What You Need to Know
- Yield matters more for some cash stashes than others, Kitces says.
- There might be two types of cash inside the same investment account.
- There are a number of solutions available to help clients find good yields and keep FDIC protection.
Clients may wonder where and how to best park and use their cash.
Michael Kitces, head of planning strategy at Buckingham Strategic Wealth and financial planning education blogger, recently shared his ideas on the matter in a video hosted by Christine Benz, Morningstar personal finance and retirement planning director.
Kitces sees three main places for investors to place their cash, noting there are many buckets where this asset can sit, per an interview transcript.
1. ‘Frictional Cash’
This cash typically dwells in investment accounts, where clients may need relatively small amounts on hand for immediate use, perhaps for required minimum distributions or advisory assets-under-management fees, he said.
Where to put it: “There’s not a lot that we typically do with this,” Kitces said. “In most investment platforms, this goes to some kind of cash sweep or money market funds.”
This cash may not generate the best yield, “but if I have to trade into something else, then it’s kind of defeating the purpose of cash I really need available to fund my distributions.

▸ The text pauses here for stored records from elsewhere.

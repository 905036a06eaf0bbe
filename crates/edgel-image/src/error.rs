/// An error type for the image module.
#[derive(thiserror::Error, Debug, PartialEq)]
pub enum ImageError {
    /// Error when the data length does not match the image size.
    #[error("Data length ({0}) does not match the image size ({1})")]
    InvalidChannelShape(usize, usize),

    /// Error when two images that must share a size do not.
    #[error("Image size ({0}x{1}) does not match the expected size ({2}x{3})")]
    InvalidImageSize(usize, usize, usize, usize),

    /// Error when a filter kernel has no coefficient.
    #[error("Invalid kernel length: kernel_x ({0}), kernel_y ({1})")]
    InvalidKernelLength(usize, usize),

    /// Error when a gaussian standard deviation is not a positive finite number.
    #[error("Invalid sigma ({0}), it must be positive, finite and fit the maximum kernel radius")]
    InvalidSigma(f32),

    /// Error when a pixel value cannot be represented in the target type.
    #[error("Failed to cast image data to {0}")]
    CastError(String),
}
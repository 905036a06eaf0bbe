#![deny(missing_docs)]
//! Image types and traits for generating and manipulating images

/// image representation for edge detection purposes.
pub mod image;

/// Error types for the image module.
pub mod error;

pub use crate::error::ImageError;
pub use crate::image::{Image, ImageSize};
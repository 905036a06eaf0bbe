use edgel_image::ImageError;

/// Number of standard deviations covered on each side of a gaussian kernel.
pub const GAUSSIAN_TRUNCATE: f32 = 4.0;

/// Largest supported gaussian kernel radius.
pub const MAX_GAUSSIAN_RADIUS: usize = 1 << 16;

/// Compute the radius of a gaussian kernel for a given sigma.
///
/// The radius is `floor(GAUSSIAN_TRUNCATE * sigma + 0.5)`, which always covers
/// more than three standard deviations.
///
/// Returns `None` if `sigma` is not positive and finite, or if the radius
/// exceeds [`MAX_GAUSSIAN_RADIUS`].
pub fn gaussian_kernel_radius(sigma: f32) -> Option<usize> {
    if !sigma.is_finite() || sigma <= 0.0 {
        return None;
    }
    let radius = GAUSSIAN_TRUNCATE * sigma + 0.5;
    if radius >= (MAX_GAUSSIAN_RADIUS + 1) as f32 {
        return None;
    }
    Some(radius as usize)
}

/// Create a gaussian blur kernel.
///
/// # Arguments
///
/// * `sigma` - The sigma of the gaussian kernel.
///
/// # Returns
///
/// A normalized kernel of length `2 * gaussian_kernel_radius(sigma) + 1`.
///
/// # Errors
///
/// Returns [`ImageError::InvalidSigma`] if [`gaussian_kernel_radius`] rejects `sigma`.
pub fn gaussian_kernel_1d(sigma: f32) -> Result<Vec<f32>, ImageError> {
    let radius = gaussian_kernel_radius(sigma).ok_or(ImageError::InvalidSigma(sigma))? as isize;
    let sigma_sq = sigma as f64 * sigma as f64;

    // compute the kernel in double precision
    let kernel = (-radius..=radius)
        .map(|i| {
            let x = i as f64;
            (-(x * x) / (2.0 * sigma_sq)).exp()
        })
        .collect::<Vec<f64>>();

    // normalize the kernel
    let norm = kernel.iter().sum::<f64>();
    Ok(kernel.iter().map(|k| (k / norm) as f32).collect())
}

/// Create the 3x3 sobel kernels.
///
/// # Returns
///
/// The kernels `(sobel_x, sobel_y)`, indexed `[row][col]`.
pub fn sobel_kernel3() -> ([[f32; 3]; 3], [[f32; 3]; 3]) {
    let sobel_x = [[-1.0, 0.0, 1.0], [-2.0, 0.0, 2.0], [-1.0, 0.0, 1.0]];
    let sobel_y = [[-1.0, -2.0, -1.0], [0.0, 0.0, 0.0], [1.0, 2.0, 1.0]];
    (sobel_x, sobel_y)
}

#[cfg(test)]
mod tests {
    use super::*;
    use approx::assert_relative_eq;

    #[test]
    fn test_sobel_kernel3() {
        let (kernel_x, kernel_y) = sobel_kernel3();
        assert_eq!(kernel_x[1], [-2.0, 0.0, 2.0]);
        assert_eq!(kernel_y[2], [1.0, 2.0, 1.0]);
        // the y kernel is the transpose of the x kernel
        for (r, row) in kernel_x.iter().enumerate() {
            for (c, &k) in row.iter().enumerate() {
                assert_eq!(k, kernel_y[c][r]);
            }
        }
    }

    #[test]
    fn test_gaussian_kernel_radius() {
        assert_eq!(gaussian_kernel_radius(0.5), Some(2));
        assert_eq!(gaussian_kernel_radius(1.0), Some(4));
        assert_eq!(gaussian_kernel_radius(3.0), Some(12));
        for sigma in [0.3f32, 0.8, 1.4, 2.2, 5.0] {
            let radius = gaussian_kernel_radius(sigma).unwrap_or(0);
            assert!(radius as f32 >= 3.0 * sigma);
        }
    }

    #[test]
    fn test_gaussian_kernel_radius_bounds() {
        assert_eq!(gaussian_kernel_radius(16384.0), Some(MAX_GAUSSIAN_RADIUS));
        for sigma in [0.0, -1.0, f32::NAN, f32::INFINITY, 16384.25, 1e9, 1e17, 1e19] {
            assert_eq!(gaussian_kernel_radius(sigma), None, "sigma {sigma}");
        }
    }

    #[test]
    fn test_gaussian_kernel_1d_huge_sigma() {
        for sigma in [1e9, 1e17, 1e19, f32::MAX] {
            assert!(matches!(
                gaussian_kernel_1d(sigma),
                Err(ImageError::InvalidSigma(_))
            ));
        }
    }

    #[test]
    fn test_gaussian_kernel_1d() -> Result<(), ImageError> {
        let kernel = gaussian_kernel_1d(0.5)?;

        let expected = [
            0.00026386508,
            0.10645077,
            0.78657067,
            0.10645077,
            0.00026386508,
        ];

        assert_eq!(kernel.len(), expected.len());
        for (&k, &e) in kernel.iter().zip(expected.iter()) {
            assert_relative_eq!(k, e, epsilon = 1e-6);
        }

        Ok(())
    }

    #[test]
    fn test_gaussian_kernel_1d_normalized() -> Result<(), ImageError> {
        let kernel = gaussian_kernel_1d(3.0)?;
        assert_eq!(kernel.len(), 25);
        assert_relative_eq!(kernel.iter().sum::<f32>(), 1.0, epsilon = 1e-5);
        // symmetric and peaked at the center
        assert!(kernel.iter().eq(kernel.iter().rev()));
        assert!(kernel.windows(2).take(12).all(|w| w[0] < w[1]));

        Ok(())
    }
}
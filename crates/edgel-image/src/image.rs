use crate::error::ImageError;

/// Image size in pixels
///
/// A struct to represent the size of an image in pixels.
///
/// # Examples
///
/// ```
/// use edgel_image::ImageSize;
///
/// let image_size = ImageSize {
///   width: 10,
///   height: 20,
/// };
///
/// assert_eq!(image_size.width, 10);
/// assert_eq!(image_size.height, 20);
/// ```
#[derive(Clone, Copy, Debug, PartialEq, Eq)]
pub struct ImageSize {
    /// Width of the image in pixels
    pub width: usize,
    /// Height of the image in pixels
    pub height: usize,
}

impl ImageSize {
    /// Number of pixels covered by the size.
    pub fn area(&self) -> usize {
        self.width * self.height
    }

    /// Whether the size covers no pixel at all.
    pub fn is_empty(&self) -> bool {
        self.area() == 0
    }
}

impl std::fmt::Display for ImageSize {
    fn fmt(&self, f: &mut std::fmt::Formatter) -> std::fmt::Result {
        write!(
            f,
            "ImageSize {{ width: {}, height: {} }}",
            self.width, self.height
        )
    }
}

impl From<[usize; 2]> for ImageSize {
    fn from(size: [usize; 2]) -> Self {
        ImageSize {
            width: size[0],
            height: size[1],
        }
    }
}

/// Represents an image with pixel data.
///
/// The pixels are stored row-major and interleaved, i.e. with shape (H, W, C),
/// where H is the height, W the width and C the number of channels.
///
/// Every processing stage writes into a fresh image, so an image is never
/// shared mutably between two stages.
#[derive(Clone, Debug, PartialEq)]
pub struct Image<T, const CHANNELS: usize> {
    size: ImageSize,
    data: Vec<T>,
}

impl<T, const CHANNELS: usize> Image<T, CHANNELS> {
    /// Create a new image from pixel data.
    ///
    /// # Arguments
    ///
    /// * `size` - The size of the image in pixels.
    /// * `data` - The pixel data of the image.
    ///
    /// # Returns
    ///
    /// A new image with the given pixel data.
    ///
    /// # Errors
    ///
    /// If the length of the pixel data does not match the image size, an error is returned.
    ///
    /// # Examples
    ///
    /// ```
    /// use edgel_image::{Image, ImageSize};
    ///
    /// let image = Image::<f32, 1>::new(
    ///     ImageSize {
    ///         width: 10,
    ///         height: 20,
    ///     },
    ///     vec![0.0; 10 * 20],
    /// ).unwrap();
    ///
    /// assert_eq!(image.size().width, 10);
    /// assert_eq!(image.size().height, 20);
    /// assert_eq!(image.num_channels(), 1);
    /// ```
    pub fn new(size: ImageSize, data: Vec<T>) -> Result<Self, ImageError> {
        // check if the data length matches the image size
        if data.len() != size.width * size.height * CHANNELS {
            return Err(ImageError::InvalidChannelShape(
                data.len(),
                size.width * size.height * CHANNELS,
            ));
        }

        Ok(Self { size, data })
    }

    /// Create a new image with the given size and default pixel data.
    ///
    /// # Arguments
    ///
    /// * `size` - The size of the image in pixels.
    /// * `val` - The default value of the pixel data.
    ///
    /// # Examples
    ///
    /// ```
    /// use edgel_image::{Image, ImageSize};
    ///
    /// let image = Image::<u8, 1>::from_size_val(
    ///     ImageSize {
    ///         width: 10,
    ///         height: 20,
    ///     },
    ///     0u8,
    /// ).unwrap();
    ///
    /// assert_eq!(image.as_slice().len(), 200);
    /// ```
    pub fn from_size_val(size: ImageSize, val: T) -> Result<Self, ImageError>
    where
        T: Clone,
    {
        let data = vec![val; size.width * size.height * CHANNELS];
        Image::new(size, data)
    }

    /// Get the size of the image in pixels.
    pub fn size(&self) -> ImageSize {
        self.size
    }

    /// Get the number of columns of the image.
    pub fn cols(&self) -> usize {
        self.width()
    }

    /// Get the number of rows of the image.
    pub fn rows(&self) -> usize {
        self.height()
    }

    /// Get the width of the image in pixels.
    pub fn width(&self) -> usize {
        self.size.width
    }

    /// Get the height of the image in pixels.
    pub fn height(&self) -> usize {
        self.size.height
    }

    /// Get the number of channels in the image.
    pub fn num_channels(&self) -> usize {
        CHANNELS
    }

    /// Get the pixel data as a flat slice.
    pub fn as_slice(&self) -> &[T] {
        &self.data
    }

    /// Get the pixel data as a flat mutable slice.
    pub fn as_slice_mut(&mut self) -> &mut [T] {
        &mut self.data
    }

    /// Consume the image and return its pixel data.
    pub fn into_vec(self) -> Vec<T> {
        self.data
    }

    /// Get a reference to the value at `[row, col, channel]`.
    ///
    /// Returns `None` if the index is out of bounds.
    pub fn get(&self, index: [usize; 3]) -> Option<&T> {
        let [row, col, ch] = index;
        if row >= self.rows() || col >= self.cols() || ch >= CHANNELS {
            return None;
        }
        self.data.get((row * self.cols() + col) * CHANNELS + ch)
    }

    /// Create a new image applying `f` to every value.
    pub fn map<U>(&self, f: impl Fn(&T) -> U) -> Image<U, CHANNELS> {
        Image {
            size: self.size,
            data: self.data.iter().map(f).collect(),
        }
    }

    /// Cast the pixel data to a different type and scale it.
    ///
    /// # Arguments
    ///
    /// * `scale` - The scale to multiply the pixel data with.
    ///
    /// # Errors
    ///
    /// If the pixel data cannot be cast to the new type, an error is returned.
    ///
    /// # Examples
    ///
    /// ```
    /// use edgel_image::{Image, ImageSize};
    ///
    /// let image_u8 = Image::<u8, 1>::new(
    ///     ImageSize {
    ///         height: 2,
    ///         width: 1,
    ///     },
    ///     vec![0u8, 255],
    /// ).unwrap();
    ///
    /// let image_f32 = image_u8.cast_and_scale::<f32>(1. / 255.0).unwrap();
    ///
    /// assert_eq!(image_f32.get([1, 0, 0]), Some(&1.0f32));
    /// ```
    pub fn cast_and_scale<U>(&self, scale: U) -> Result<Image<U, CHANNELS>, ImageError>
    where
        U: num_traits::NumCast + std::ops::Mul<Output = U> + Copy,
        T: num_traits::NumCast + Copy,
    {
        let casted_data = self
            .data
            .iter()
            .map(|&x| {
                let xu = U::from(x).ok_or_else(|| {
                    ImageError::CastError(std::any::type_name::<U>().to_string())
                })?;
                Ok(xu * scale)
            })
            .collect::<Result<Vec<U>, ImageError>>()?;

        Image::new(self.size, casted_data)
    }
}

And so, I find for most investors whatever that very small amount of frictional cash is, it tends to just kind of sit there. … It’s usually protected by the core protections that are in place, of FDIC coverage for sweeps or whatever is there,” Kitces said.
2. Investment Cash
On the other hand, some cash may sit in the same account but for other purposes, such as giving investors the funds to take advantage of market opportunities or a conservative cushion against volatility, he said.
Where to put it: Advisors should look for better yields on these assets than for frictional cash, he suggested.
“I want to be able to deploy it for an investment opportunity, but I don’t need access to it to spend right away. And because of that, what we see a lot of the time for investment cash is we don’t usually literally hold it in cash,” Kitces explained.